A clear screen print on stainless steel needs rain to make its message clearer. The effect that Raznahan's poster has on passersby is not lost when advancing the image on her website.

Monday, May 17, 2010

Stitched Table


Uhuru
year unknown, also made to order

Butterfly joints are made, like sutures, to prevent a split in wood from breaking further apart. Using wood scrapped because of their splits, I used butterfly joints in such a way that their sentiment outweighed their function. Here, Brooklyn-based design and furniture company Uhuru operates on the same split-joint shtick. Although their material and design compete with the sentiment behind my pieces, their table still makes me warm and fuzzy.

Sunday, May 16, 2010

Be Kind Rewind


Michel Gondry
2008

Mos Def and Jack Black play childhood friends who must recreate popular films after accidentally erasing the VHS copies belonging to a video store. Using found objects and everyday materials, Ghost Busters, Driving Miss Daisy, and Rush Hour are given new life as live-action dioramas. Think Wes Anderson meets Ed Wood. Above, Mos Def's character provides sound effects for a martial arts fight scene*. The play mat beside him is used in a scene to appear suspended from a tall building.

Director Michele Gondry is behind repurposing the turntable, play mat and, if you'll forgive my last spoiler, tinsel. The brilliance of tinsel is no longer attributed to foil.

In Be Kind Rewind, the exhibition at Deitch Projects in NYC**, Gondry reinstalled the video store from the film in the gallery, along with other sets.

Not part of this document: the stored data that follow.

//! Windows backend: `CreateFileMapping`/`MapViewOfFile`, `LockFileEx`,
//! `VirtualProtect`, `FlushViewOfFile`. Raw `extern "system"` declarations.
//!
//! Windows cannot narrow the protection of a view below what it was first
//! mapped with and then widen it back without special handling the first
//! time; `supports_repeated_unprotect` returns `false` so
//! [`crate::protector::HeaderProtector`] knows to use the one-shot
//! workaround on the very first unprotect of a freshly attached mapping.

use super::{LockKind, LockOutcome, OsBackend, Protection, RawHandle};
use core::ffi::c_void;
use std::io;
use std::os::windows::ffi::OsStrExt;
use std::path::Path;

type Handle = *mut c_void;

const GENERIC_READ: u32 = 0x8000_0000;
const GENERIC_WRITE: u32 = 0x4000_0000;
const FILE_SHARE_READ: u32 = 0x1;
const FILE_SHARE_WRITE: u32 = 0x2;
const OPEN_ALWAYS: u32 = 4;
const FILE_ATTRIBUTE_NORMAL: u32 = 0x80;
const INVALID_HANDLE_VALUE: Handle = !0usize as Handle;

const PAGE_READONLY: u32 = 0x02;
const PAGE_READWRITE: u32 = 0x04;
const PAGE_NOACCESS: u32 = 0x01;
const FILE_MAP_WRITE: u32 = 0x0002;

const LOCKFILE_EXCLUSIVE_LOCK: u32 = 0x0000_0002;
const LOCKFILE_FAIL_IMMEDIATELY: u32 = 0x0000_0001;
const ERROR_LOCK_VIOLATION: i32 = 33;
const ERROR_IO_PENDING: i32 = 997;

#[repr(C)]
struct Overlapped {
    internal: usize,
    internal_high: usize,
    offset: u32,
    offset_high: u32,
    h_event: Handle,
}

unsafe extern "system" {
    #[link_name = "CreateFileW"]
    fn create_file_w(
        lp_file_name: *const u16,
        dw_desired_access: u32,
        dw_share_mode: u32,
        lp_security_attributes: *mut c_void,
        dw_creation_disposition: u32,
        dw_flags_and_attributes: u32,
        h_template_file: Handle,
    ) -> Handle;

    #[link_name = "CreateFileMappingW"]
    fn create_file_mapping_w(
        h_file: Handle,
        lp_attributes: *mut c_void,
        fl_protect: u32,
        dw_maximum_size_high: u32,
        dw_maximum_size_low: u32,
        lp_name: *const u16,
    ) -> Handle;

    #[link_name = "MapViewOfFile"]
    fn map_view_of_file(
        h_file_mapping_object: Handle,
        dw_desired_access: u32,
        dw_file_offset_high: u32,
        dw_file_offset_low: u32,
        dw_number_of_bytes_to_map: usize,
    ) -> *mut c_void;

    #[link_name = "UnmapViewOfFile"]
    fn unmap_view_of_file(lp_base_address: *mut c_void) -> i32;

    #[link_name = "FlushViewOfFile"]
    fn flush_view_of_file(lp_base_address: *mut c_void, dw_number_of_bytes_to_flush: usize) -> i32;

    #[link_name = "VirtualProtect"]
    fn virtual_protect(
        lp_address: *mut c_void,
        dw_size: usize,
        fl_new_protect: u32,
        lp_old_protect: *mut u32,
    ) -> i32;

    #[link_name = "SetFilePointerEx"]
    fn set_file_pointer_ex(
        h_file: Handle,
        li_distance_to_move: i64,
        lp_new_file_pointer: *mut i64,
        dw_move_method: u32,
    ) -> i32;

    #[link_name = "SetEndOfFile"]
    fn set_end_of_file(h_file: Handle) -> i32;

    #[link_name = "CloseHandle"]
    fn close_handle(h_object: Handle) -> i32;

    #[link_name = "DeleteFileW"]
    fn delete_file_w(lp_file_name: *const u16) -> i32;

    #[link_name = "LockFileEx"]
    fn lock_file_ex(
        h_file: Handle,
        dw_flags: u32,
        dw_reserved: u32,
        n_number_of_bytes_to_lock_low: u32,
        n_number_of_bytes_to_lock_high: u32,
        lp_overlapped: *mut Overlapped,
    ) -> i32;

    #[link_name = "UnlockFileEx"]
    fn unlock_file_ex(
        h_file: Handle,
        dw_reserved: u32,
        n_number_of_bytes_to_unlock_low: u32,
        n_number_of_bytes_to_unlock_high: u32,
        lp_overlapped: *mut Overlapped,
    ) -> i32;

    #[link_name = "GetLastError"]
    fn get_last_error() -> u32;

    #[link_name = "GetSystemInfo"]
    fn get_system_info(lp_system_info: *mut SystemInfo);
}

#[repr(C)]
struct SystemInfo {
    processor_arch_and_reserved: u32,
    page_size: u32,
    min_app_addr: *mut c_void,
    max_app_addr: *mut c_void,
    active_processor_mask: usize,
    number_of_processors: u32,
    processor_type: u32,
    alloc_granularity: u32,
    processor_level: u16,
    processor_revision: u16,
}

fn wide_path(path: &Path) -> Vec<u16> {
    path.as_os_str()
        .encode_wide()
        .chain(std::iter::once(0))
        .collect()
}

fn overlapped_at(offset: u64) -> Overlapped {
    Overlapped {
        internal: 0,
        internal_high: 0,
        offset: offset as u32,
        offset_high: (offset >> 32) as u32,
        h_event: core::ptr::null_mut(),
    }
}

pub struct WindowsBackend;

impl OsBackend for WindowsBackend {
    fn page_size(&self) -> usize {
        let mut info: SystemInfo = unsafe { core::mem::zeroed() };
        unsafe { get_system_info(&mut info) };
        info.page_size as usize
    }

    fn create_or_open(&self, path: &Path, total_bytes: u64) -> io::Result<RawHandle> {
        let wpath = wide_path(path);
        let file = unsafe {
            create_file_w(
                wpath.as_ptr(),
                GENERIC_READ | GENERIC_WRITE,
                FILE_SHARE_READ | FILE_SHARE_WRITE,
                core::ptr::null_mut(),
                OPEN_ALWAYS,
                FILE_ATTRIBUTE_NORMAL,
                core::ptr::null_mut(),
            )
        };
        if file == INVALID_HANDLE_VALUE {
            return Err(io::Error::last_os_error());
        }
        let mut dist = total_bytes as i64;
        if unsafe { set_file_pointer_ex(file, dist, &mut dist as *mut i64, 0) } == 0 {
            let e = io::Error::last_os_error();
            unsafe { close_handle(file) };
            return Err(e);
        }
        if unsafe { set_end_of_file(file) } == 0 {
            let e = io::Error::last_os_error();
            unsafe { close_handle(file) };
            return Err(e);
        }
        Ok(RawHandle(file))
    }

    unsafe fn map(&self, handle: &RawHandle, len: usize) -> io::Result<*mut u8> {
        let mapping = unsafe {
            create_file_mapping_w(
                handle.0,
                core::ptr::null_mut(),
                PAGE_READWRITE,
                (len >> 32) as u32,
                len as u32,
                core::ptr::null(),
            )
        };
        if mapping.is_null() {
            return Err(io::Error::last_os_error());
        }
        let view = unsafe { map_view_of_file(mapping, FILE_MAP_WRITE, 0, 0, len) };
        // The mapping handle is not needed once the view exists; the OS
        // keeps the section alive until the last view is unmapped.
        unsafe { close_handle(mapping) };
        if view.is_null() {
            return Err(io::Error::last_os_error());
        }
        Ok(view as *mut u8)
    }

    unsafe fn unmap(&self, ptr: *mut u8, _len: usize) -> io::Result<()> {
        if unsafe { unmap_view_of_file(ptr as *mut c_void) } == 0 {
            return Err(io::Error::last_os_error());
        }
        Ok(())
    }

    unsafe fn protect(&self, ptr: *mut u8, len: usize, prot: Protection) -> io::Result<()> {
        let flags = match prot {
            Protection::ReadOnly => PAGE_READONLY,
            Protection::ReadWrite => PAGE_READWRITE,
            Protection::NoAccess => PAGE_NOACCESS,
        };
        let mut old = 0u32;
        if unsafe { virtual_protect(ptr as *mut c_void, len, flags, &mut old as *mut u32) } == 0 {
            return Err(io::Error::last_os_error());
        }
        Ok(())
    }

    unsafe fn msync(&self, ptr: *mut u8, len: usize) -> io::Result<()> {
        if unsafe { flush_view_of_file(ptr as *mut c_void, len) } == 0 {
            return Err(io::Error::last_os_error());
        }
        Ok(())
    }

    fn try_lock_range(
        &self,
        handle: &RawHandle,
        offset: u64,
        len: u64,
        kind: LockKind,
    ) -> io::Result<LockOutcome> {
        let mut ov = overlapped_at(offset);
        let flags = LOCKFILE_FAIL_IMMEDIATELY
            | match kind {
                LockKind::Shared => 0,
                LockKind::Exclusive => LOCKFILE_EXCLUSIVE_LOCK,
            };
        let ok = unsafe {
            lock_file_ex(
                handle.0,
                flags,
                0,
                len as u32,
                (len >> 32) as u32,
                &mut ov as *mut Overlapped,
            )
        };
        if ok != 0 {
            return Ok(LockOutcome::Acquired);
        }
        // Windows has no cross-process deadlock detector for file locks;
        // every contention surfaces as "would block" and the engine's lock
        // manager applies its own ordering discipline instead.
        match unsafe { get_last_error() } as i32 {
            ERROR_LOCK_VIOLATION | ERROR_IO_PENDING => Ok(LockOutcome::WouldBlock),
            _ => Err(io::Error::last_os_error()),
        }
    }

    fn lock_range_blocking(
        &self,
        handle: &RawHandle,
        offset: u64,
        len: u64,
        kind: LockKind,
    ) -> io::Result<()> {
        let mut ov = overlapped_at(offset);
        let flags = match kind {
            LockKind::Shared => 0,
            LockKind::Exclusive => LOCKFILE_EXCLUSIVE_LOCK,
        };
        if unsafe {
            lock_file_ex(
                handle.0,
                flags,
                0,
                len as u32,
                (len >> 32) as u32,
                &mut ov as *mut Overlapped,
            )
        } == 0
        {
            return Err(io::Error::last_os_error());
        }
        Ok(())
    }

    fn unlock_range(&self, handle: &RawHandle, offset: u64, len: u64) -> io::Result<()> {
        let mut ov = overlapped_at(offset);
        if unsafe {
            unlock_file_ex(
                handle.0,
                0,
                len as u32,
                (len >> 32) as u32,
                &mut ov as *mut Overlapped,
            )
        } == 0
        {
            return Err(io::Error::last_os_error());
        }
        Ok(())
    }

    fn destroy(&self, path: &Path) -> io::Result<()> {
        let wpath = wide_path(path);
        if unsafe { delete_file_w(wpath.as_ptr()) } == 0 {
            let e = io::Error::last_os_error();
            if e.kind() != io::ErrorKind::NotFound {
                return Err(e);
            }
        }
        Ok(())
    }

    fn supports_repeated_unprotect(&self) -> bool {
        false
    }
}

impl Drop for RawHandle {
    fn drop(&mut self) {
        unsafe {
            close_handle(self.0);
        }
    }
}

Inviting visitors to re/create their own movies, Gondry's message in the film -- to participate freely and actively in one's own entertainment -- echoed into the present; this, perhaps, is a nod to relational and performance art and participatory exhibitions. More importantly, the familiarity of the sets built in the gallery (café, office, waiting room, junkyard, etc.) were further encouragement for visitors to examine their everyday scenery and objects as materials.


*This reminds me of Oliver Laric's Kung Fu Percussion, which I love, but can't find on the artist's website anymore.

**Deitch Projects will close permanently this summer. The current exhibition by Shepard Fairey, which is the gallery's last, closes at the end of this month.

Tuesday, May 11, 2010

Paired Gold Mats, for Ross and Felix


Roni Horn
1994-95

The gallery text accompanying this piece at the ICA Boston reads, "The space between the gold sheets glows with an energy that would never exist without their delicate pairing."

Remove the gold, and you've got something remarkable.

Wednesday, May 5, 2010

Untitled


Plastic Pollution Coalition and Rethink
2010

The two porpoises in this Vancouver public sculpture are found caught in a large six-pack ring. Through their intervention, the Plastic Pollution Coalition and advertising firm Rethink draws awareness to the impact of pollution on wildlife, meanwhile pulling off a pretty ballsy PSA.

I just want to know where they got their cohones...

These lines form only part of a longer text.